(Material for this exercise Opens)
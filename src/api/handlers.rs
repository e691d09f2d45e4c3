//! Request handlers

use axum::{
    body::Body,
    extract::{multipart::Field, Multipart, Path as UrlPath, Request, State},
    http::{header, HeaderMap, HeaderValue, StatusCode},
    response::{Html, IntoResponse, Json, Redirect, Response},
};
use std::path::{Path, PathBuf};
use tokio::fs;
use tokio::io::AsyncWriteExt;
use tower::ServiceExt;
use tower_http::services::ServeFile;
use tracing::{error, info, warn};
use uuid::Uuid;

use super::server::AppState;
use crate::config::TranscriptionTask;
use crate::error::SubburnError;
use crate::jobs::Job;
use crate::transcribe::validate_language;

const UPLOAD_PAGE: &str = r#"<!doctype html>
<html>
<head><meta charset="utf-8"><title>subburn</title></head>
<body>
<h1>Add subtitles to a video</h1>
<form action="/jobs" method="post" enctype="multipart/form-data">
  <p><input type="file" name="file" accept="video/*" required></p>
  <p><label>Language <input type="text" name="language" value="en" size="6"></label></p>
  <p>
    <label><input type="radio" name="task" value="translate" checked> Translate to English</label>
    <label><input type="radio" name="task" value="transcribe"> Keep spoken language</label>
  </p>
  <p><button type="submit">Upload</button></p>
</form>
<p><a href="/jobs">All jobs</a></p>
</body>
</html>
"#;

/// Error returned to HTTP clients as `{"error": "..."}`
#[derive(Debug)]
pub enum ApiError {
    BadRequest(String),
    NotFound(String),
    Conflict(String),
    Internal(String),
}

impl IntoResponse for ApiError {
    fn into_response(self) -> Response {
        let (status, message) = match self {
            ApiError::BadRequest(m) => (StatusCode::BAD_REQUEST, m),
            ApiError::NotFound(m) => (StatusCode::NOT_FOUND, m),
            ApiError::Conflict(m) => (StatusCode::CONFLICT, m),
            ApiError::Internal(m) => {
                error!("Request failed: {}", m);
                (StatusCode::INTERNAL_SERVER_ERROR, m)
            }
        };
        (status, Json(serde_json::json!({ "error": message }))).into_response()
    }
}

impl From<SubburnError> for ApiError {
    fn from(e: SubburnError) -> Self {
        match e {
            SubburnError::NotFound(_) => ApiError::NotFound(e.to_string()),
            other => ApiError::Internal(other.to_string()),
        }
    }
}

impl From<std::io::Error> for ApiError {
    fn from(e: std::io::Error) -> Self {
        ApiError::Internal(e.to_string())
    }
}

/// Upload form
pub async fn index() -> Html<&'static str> {
    Html(UPLOAD_PAGE)
}

pub async fn health() -> impl IntoResponse {
    Json(serde_json::json!({
        "status": "healthy",
        "service": "subburn",
        "version": env!("CARGO_PKG_VERSION"),
        "timestamp": chrono::Utc::now().to_rfc3339()
    }))
}

pub async fn list_jobs(State(state): State<AppState>) -> Json<Vec<Job>> {
    Json(state.jobs.list().await)
}

pub async fn job_status(State(state): State<AppState>, UrlPath(id): UrlPath<String>) -> Result<Json<Job>, ApiError> {
    Ok(Json(find_job(&state, &id).await?))
}

/// Uploaded file parked in the upload directory until its job exists
struct StagedUpload {
    filename: String,
    path: PathBuf,
    size: u64,
}

/// Accept a multipart upload and start a job for it
pub async fn create_job(
    State(state): State<AppState>,
    headers: HeaderMap,
    mut multipart: Multipart,
) -> Result<Response, ApiError> {
    let mut language: Option<String> = None;
    let mut task: Option<String> = None;
    let mut upload: Option<StagedUpload> = None;

    let parsed: Result<(), ApiError> = async {
        while let Some(mut field) = multipart
            .next_field()
            .await
            .map_err(|e| ApiError::BadRequest(e.to_string()))?
        {
            let name = field.name().unwrap_or_default().to_string();
            match name.as_str() {
                "file" => {
                    let filename = field.file_name().unwrap_or_default().to_string();
                    let path = state
                        .config
                        .storage
                        .upload_dir
                        .join(format!(".incoming-{}", Uuid::new_v4()));
                    // Set before streaming so a failed read still gets cleaned up
                    if let Some(previous) = upload.replace(StagedUpload {
                        filename,
                        path: path.clone(),
                        size: 0,
                    }) {
                        discard(&previous.path).await;
                    }
                    let size = stream_to_file(&mut field, &path).await?;
                    if let Some(staged) = upload.as_mut() {
                        staged.size = size;
                    }
                }
                "language" => language = Some(read_text(field).await?),
                "task" => task = Some(read_text(field).await?),
                other => warn!("Ignoring unexpected form field '{}'", other),
            }
        }
        Ok::<(), ApiError>(())
    }
    .await;

    let staged = match (parsed, upload) {
        (Ok(()), Some(staged)) if staged.size > 0 && !staged.filename.is_empty() => staged,
        (result, staged) => {
            if let Some(staged) = staged {
                discard(&staged.path).await;
            }
            result?;
            return Err(ApiError::BadRequest("No file selected".to_string()));
        }
    };

    match start_job(&state, &staged, language, task).await {
        Ok(job) => {
            info!("Accepted upload {} ({} bytes) as job {}", staged.filename, staged.size, job.id);
            if wants_json(&headers) {
                Ok((StatusCode::ACCEPTED, Json(job)).into_response())
            } else {
                Ok(Redirect::to(&format!("/jobs/{}", job.id)).into_response())
            }
        }
        Err(e) => {
            discard(&staged.path).await;
            Err(e)
        }
    }
}

async fn start_job(
    state: &AppState,
    staged: &StagedUpload,
    language: Option<String>,
    task: Option<String>,
) -> Result<Job, ApiError> {
    let language = language
        .map(|l| l.trim().to_string())
        .filter(|l| !l.is_empty())
        .unwrap_or_else(|| state.config.transcriber.default_language.clone());
    validate_language(&language).map_err(|e| ApiError::BadRequest(e.to_string()))?;

    let task = match task.as_deref().map(str::trim).filter(|t| !t.is_empty()) {
        Some(t) => t
            .parse::<TranscriptionTask>()
            .map_err(|e| ApiError::BadRequest(e.to_string()))?,
        None => state.config.transcriber.default_task,
    };

    let job = state.jobs.create_job(&staged.filename, &language, task).await?;
    fs::rename(&staged.path, &job.video_path).await?;
    state.jobs.submit(job.clone()).await?;
    Ok(job)
}

pub async fn download_subtitles(
    State(state): State<AppState>,
    UrlPath(id): UrlPath<String>,
    request: Request,
) -> Result<Response, ApiError> {
    let job = finished_job(&state, &id).await?;
    let path = job
        .subtitle_path
        .as_deref()
        .ok_or_else(|| ApiError::Conflict(format!("Job {} has no subtitles", job.id)))?;
    let filename = format!("{}.srt", download_stem(&job));
    send_file(path, "application/x-subrip", &filename, request).await
}

pub async fn download_video(
    State(state): State<AppState>,
    UrlPath(id): UrlPath<String>,
    request: Request,
) -> Result<Response, ApiError> {
    let job = finished_job(&state, &id).await?;
    let path = job
        .output_video_path
        .as_deref()
        .ok_or_else(|| ApiError::Conflict(format!("Job {} has no output video", job.id)))?;
    let filename = format!("{}-subtitled.mp4", download_stem(&job));
    send_file(path, "video/mp4", &filename, request).await
}

async fn find_job(state: &AppState, id: &str) -> Result<Job, ApiError> {
    let unknown = || ApiError::NotFound(format!("Unknown job {}", id));
    let id = Uuid::parse_str(id).map_err(|_| unknown())?;
    state.jobs.get(id).await.ok_or_else(unknown)
}

/// Artifacts are only served once the whole pipeline has finished
async fn finished_job(state: &AppState, id: &str) -> Result<Job, ApiError> {
    let job = find_job(state, id).await?;
    if !job.is_done() {
        return Err(ApiError::Conflict(format!("Job {} is {}", job.id, job.status)));
    }
    Ok(job)
}

fn download_stem(job: &Job) -> String {
    Path::new(&job.original_filename)
        .file_stem()
        .and_then(|s| s.to_str())
        .and_then(crate::jobs::sanitize_filename)
        .unwrap_or_else(|| job.id.to_string())
}

/// Stream an artifact from disk; range requests are honoured
async fn send_file(
    path: &Path,
    content_type: &'static str,
    filename: &str,
    request: Request,
) -> Result<Response, ApiError> {
    if !path.is_file() {
        return Err(ApiError::NotFound(format!("{} is missing", path.display())));
    }

    let mut response = match ServeFile::new(path).oneshot(request).await {
        Ok(response) => response.map(Body::new),
        Err(never) => match never {},
    };

    if response.status().is_success() {
        let disposition = HeaderValue::from_str(&format!("attachment; filename=\"{}\"", filename))
            .map_err(|e| ApiError::Internal(e.to_string()))?;
        let headers = response.headers_mut();
        headers.insert(header::CONTENT_TYPE, HeaderValue::from_static(content_type));
        headers.insert(header::CONTENT_DISPOSITION, disposition);
    }
    Ok(response)
}

async fn stream_to_file(field: &mut Field<'_>, path: &Path) -> Result<u64, ApiError> {
    let mut file = fs::File::create(path).await?;
    let mut written = 0u64;

    while let Some(chunk) = field
        .chunk()
        .await
        .map_err(|e| ApiError::BadRequest(format!("Upload interrupted: {}", e)))?
    {
        file.write_all(&chunk).await?;
        written += chunk.len() as u64;
    }
    file.flush().await?;

    Ok(written)
}

async fn read_text(field: Field<'_>) -> Result<String, ApiError> {
    field.text().await.map_err(|e| ApiError::BadRequest(e.to_string()))
}

async fn discard(path: &Path) {
    if let Err(e) = fs::remove_file(path).await {
        if e.kind() != std::io::ErrorKind::NotFound {
            warn!("Could not remove staged upload {}: {}", path.display(), e);
        }
    }
}

fn wants_json(headers: &HeaderMap) -> bool {
    headers
        .get(header::ACCEPT)
        .and_then(|v| v.to_str().ok())
        .map(|v| v.contains("application/json"))
        .unwrap_or(false)
}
(Material for this exercise Closes)
→ Exercise prompt:
Where a line in the entries holds the word "radio", copy that line.

→ Answer to the exercise:
    <label><input type="radio" name="task" value="translate" checked> Translate to English</label>
    <label><input type="radio" name="task" value="transcribe"> Keep spoken language</label>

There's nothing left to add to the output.